В незапамятные времена, когда появились на земле первые люди, они жили по восемьсот и более лет, ибо такой срок был положен им Богом. Но все же и они умирали, – кто своей смертью, прожив отпущенные им Создателем годы, кто в результате несчастных случаев, болезней, войн, и даже убийств, ибо количество зла на земле возрастало год от года, и она уже не напоминала прекрасный зеленый сад, библейский Эдем, в котором некогда гуляли Адам и Ева. Тогда пришла нужда хоронить в земле своих мертвецов, но земля сначала не хотела их принимать, и людям с землей пришлось заключить специальный завет, чтобы открыла она наконец свое лоно, и приняла в него страшный прах тех, кто уже никогда не сможет открыть глаза.
– Хорошо, – сказала земля на многочисленные просьбы людей, молящих позволить хоронить в ней своих мертвецов, – я разрешу вам делать это, но только до тех пор, пока не останется на мне места, где могли бы вы копать свои могилы, и опускать в них умерших от разного рода бедствий, убийств и болезней. Как только не останется на мне больше места для ваших могил, как только покроюсь я ими от края и до края, от одного конца и до другого, так сразу же и возвращу вам всех тех покойников, которых вы в меня опустили. Устраивают вас эти условия, или нет, и согласны ли вы, бренные люди, заключить со мной этот страшный завет?
– Согласны, – ответили обрадованные люди, – ибо случится это еще не скоро, если случится вообще, ведь нас на земле так мало, а земля так велика, что не скоро еще покроется нашими могилами от края и до края, и не останется на ней места, чтобы хоронить умерших своей смертью и погибших разными другими способами.

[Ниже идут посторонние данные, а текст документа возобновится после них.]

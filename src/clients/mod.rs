//! Client modules for feeds and article pages

pub mod feed_client;
pub mod page_client;
pub mod rate_limited;

use async_trait::async_trait;
use std::sync::Arc;

use crate::core::models::FeedEntry;
use crate::errors::BriefError;

pub use feed_client::HttpFeedFetcher;
pub use page_client::HttpPageFetcher;
pub use rate_limited::RateLimitedPageFetcher;

/// Raw response from a page fetch. Any status is returned as-is.
#[derive(Debug, Clone, PartialEq, Eq)]
pub struct FetchedPage {
    pub status: u16,
    pub body: String,
}

impl FetchedPage {
    pub fn is_ok(&self) -> bool {
        self.status == 200
    }
}

/// Loads and parses one feed.
#[async_trait]
pub trait FeedFetcher: Send + Sync {
    /// Entries of the feed at `feed_url`, in feed order.
    ///
    /// Never fails: download or parse problems are logged and yield no entries.
    async fn fetch(&self, feed_url: &str) -> Vec<FeedEntry>;
}

/// Performs a GET for an article page.
#[async_trait]
pub trait PageFetcher: Send + Sync {
    async fn get(&self, url: &str) -> Result<FetchedPage, BriefError>;
}

#[async_trait]
impl<T: PageFetcher + ?Sized> PageFetcher for Arc<T> {
    async fn get(&self, url: &str) -> Result<FetchedPage, BriefError> {
        (**self).get(url).await
    }
}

И земля заключила с людьми этот страшный завет, терпеливо год за годом и столетие за столетием принимая в себя их мертвецов, и позволяя выкапывать в себе глубокие и скорбные могилы, которые со временем зарастали травой забвения. Шли годы, проходили тысячелетия, род людской размножился на земле чрезвычайно, покрыв ее от одного края и до другого, возводя на ней прекрасные города с храмами, дворцами и разного рода жилищами. И точно так же чрезвычайно распространилось на земле зло, убийства и войны, пришли на землю голод и страшные болезни, которые выкашивали на ней людей миллионами, и заполняли ее скорбными и бесчисленными кладбищами, счет которым давно уже был потерян. Нет, кажется, на земле места, где хотя бы однажды не хоронили кого-нибудь, и очень часто прекрасные и цветущие города стоят на месте забытых кладбищ, а дома людей устраиваются на фундаментах заброшенных склепов. Давно уже забыли люди, увлеченные новыми идеями и новыми проектами, о своем страшном завете с землей, но земля все помнит, и ведет скрупулезный подсчет каждой своей пяди, зная, что пядей этих осталось совсем немного, и когда не будет больше на ней места, где хотя бы один раз не копали могилу, и не хоронили кого-нибудь, она откроет все свои тайны и мрачные кладовые, и возвратит людям кости всех их дорогих мертвецов. Ибо каждый мертвец, хотя бы кому-нибудь, хотя бы раз в жизни, но был дорог. Тогда не смогут больше люди жить на земле, ибо некуда будет ступить из-за обилия черепов и костей, которые вдруг, в одночасье, в одно мгновение, появятся из-под земли, и возопят люди, простирая руки к небу, и умоляя Господа Бога убить их, ибо жить в бесконечном склепе размером с землю станет им невыносимо. И воскресит Господь Бог всех когда-либо умерших, восставших ныне из-под земли, и будет судить вместе с живыми, и воздаст каждому по делам их. И воздаяние это назовется Страшным Судом, который придет, когда закончится долготерпение земли, и завет между ней и человеком утратит свою силу.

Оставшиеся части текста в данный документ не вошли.